We were hoping to have a guest on the show for World Refugee Day, but we lost the satellite to Venus.

Paris Hilton unfortunately can’t be on tonight – she doesn’t know where she is anymore.

Paris Hilton couldn’t be on the show; she’s been transferred to a palatial nine-bedroom prison on the French Riviera. No, hang on – she’s now being locked in a dank cell with rats.


On June 20th it’s World Refugee Day. So a big hello to any world refugees currently in Martian detention centres.

On June 20th it’s World Refugee Day, the day we spare a thought for the refugees trying to escape the world, wherever they are. On the moon, presumably.

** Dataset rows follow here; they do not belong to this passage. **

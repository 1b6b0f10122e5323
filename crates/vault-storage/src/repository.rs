//! Repository implementations for SQLite-backed persistence.
//!
//! Provides SessionRepository, MessageRepository, DocumentRepository, and
//! UserRepository that operate on the Database struct using raw SQL.
//!
//! Ownership is enforced in the SQL itself: every session read or delete is
//! scoped to the calling user, and a miss is indistinguishable from a
//! session that never existed.

use std::sync::Arc;

use chrono::{TimeZone, Utc};
use serde::{Deserialize, Serialize};
use uuid::Uuid;

use vault_core::error::VaultError;
use vault_core::types::{ChatMessage, ChatSession, DocumentContext, MessageRole, User};

use crate::db::Database;

/// A session row joined with its message count, for the session list view.
#[derive(Debug, Clone, Serialize, Deserialize)]
#[serde(rename_all = "camelCase")]
pub struct SessionSummary {
    pub id: Uuid,
    pub title: String,
    pub created_at: chrono::DateTime<Utc>,
    pub updated_at: chrono::DateTime<Utc>,
    pub message_count: i64,
}

// ============================================================================
// SessionRepository
// ============================================================================

/// Repository for chat sessions.
pub struct SessionRepository {
    db: Arc<Database>,
}
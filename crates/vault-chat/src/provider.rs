//! Gateway to the external chat-completion provider.
//!
//! One POST per send, bearer credential, fixed timeout. Failures are
//! terminal for the request: no retry, no backoff.

use async_trait::async_trait;
use serde::{Deserialize, Serialize};
use std::time::Duration;

use vault_core::config::AssistantConfig;

use crate::error::ChatError;

/// Timeout for the single outbound request.
const REQUEST_TIMEOUT: Duration = Duration::from_secs(30);

/// One message in the provider wire format.
#[derive(Debug, Clone, PartialEq, Eq, Serialize)]
pub struct ProviderMessage {
    pub role: String,
    pub content: String,
}

#[derive(Serialize)]
struct ChatCompletionRequest {
    model: String,
    messages: Vec<ProviderMessage>,
}

#[derive(Deserialize)]
struct ChatCompletionResponse {
    choices: Vec<Choice>,
}

#[derive(Deserialize)]
struct Choice {
    message: ResponseMessage,
}

#[derive(Deserialize)]
struct ResponseMessage {
    content: Option<String>,
}

/// Abstraction over the completion provider, so the send flow can be
/// exercised without a live endpoint.
#[async_trait]
pub trait CompletionClient: Send + Sync {
    /// Whether a credential is configured. Checked before any request is
    /// attempted.
    fn is_configured(&self) -> bool;

    /// Send the assembled message array and return the raw reply text.
    async fn complete(&self, messages: Vec<ProviderMessage>) -> Result<String, ChatError>;
}

/// HTTP implementation of [`CompletionClient`].
pub struct HttpCompletionClient {
    client: reqwest::Client,
    api_key: String,
    model: String,
    base_url: String,
}

impl HttpCompletionClient {
    /// Build a client from assistant settings. The credential may be empty;
    /// that state is reported through [`CompletionClient::is_configured`]
    /// rather than rejected here.
    pub fn new(assistant: &AssistantConfig) -> Result<Self, ChatError> {
        let client = reqwest::Client::builder()
            .timeout(REQUEST_TIMEOUT)
            .build()
            .map_err(|e| ChatError::Provider(format!("Failed to build HTTP client: {}", e)))?;

        Ok(Self {
            client,
            api_key: assistant.api_key.clone(),
            model: assistant.model.clone(),
            base_url: assistant.base_url.clone(),
        })
    }
}

#[async_trait]
impl CompletionClient for HttpCompletionClient {
    fn is_configured(&self) -> bool {
        !self.api_key.is_empty()
    }

    async fn complete(&self, messages: Vec<ProviderMessage>) -> Result<String, ChatError> {
        let body = ChatCompletionRequest {
            model: self.model.clone(),
            messages,
        };

        let response = self
            .client
            .post(&self.base_url)
            .header("Authorization", format!("Bearer {}", self.api_key))
            .json(&body)
            .send()
            .await
            .map_err(|e| ChatError::Provider(format!("Request failed: {}", e)))?;

        let status = response.status();
        if !status.is_success() {
            let body_text = response
                .text()
                .await
                .unwrap_or_else(|_| "<unreadable body>".to_string());
            return Err(ChatError::Provider(format!(
                "Provider returned {}: {}",
                status, body_text
            )));
        }

        let parsed: ChatCompletionResponse = response.json().await.map_err(|e| {
            ChatError::Provider(format!("Failed to parse provider response: {}", e))
        })?;

        extract_content(parsed)
    }
}

fn extract_content(response: ChatCompletionResponse) -> Result<String, ChatError> {
    response
        .choices
        .into_iter()
        .next()
        .and_then(|choice| choice.message.content)
        .ok_or_else(|| ChatError::Provider("Provider returned no content".to_string()))
}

Next Thursday is the winter solstice – the shortest day of the year. A good day to visit the rellies you don’t like, so you can leave early.

The winter solstice is coming up – the shortest day of the year. Hardly seems worth getting out of bed for, really.

Channel 9’s “Today” show will celebrate 25 years on air. Hardly surprising; they’ve got a name that never goes out of date.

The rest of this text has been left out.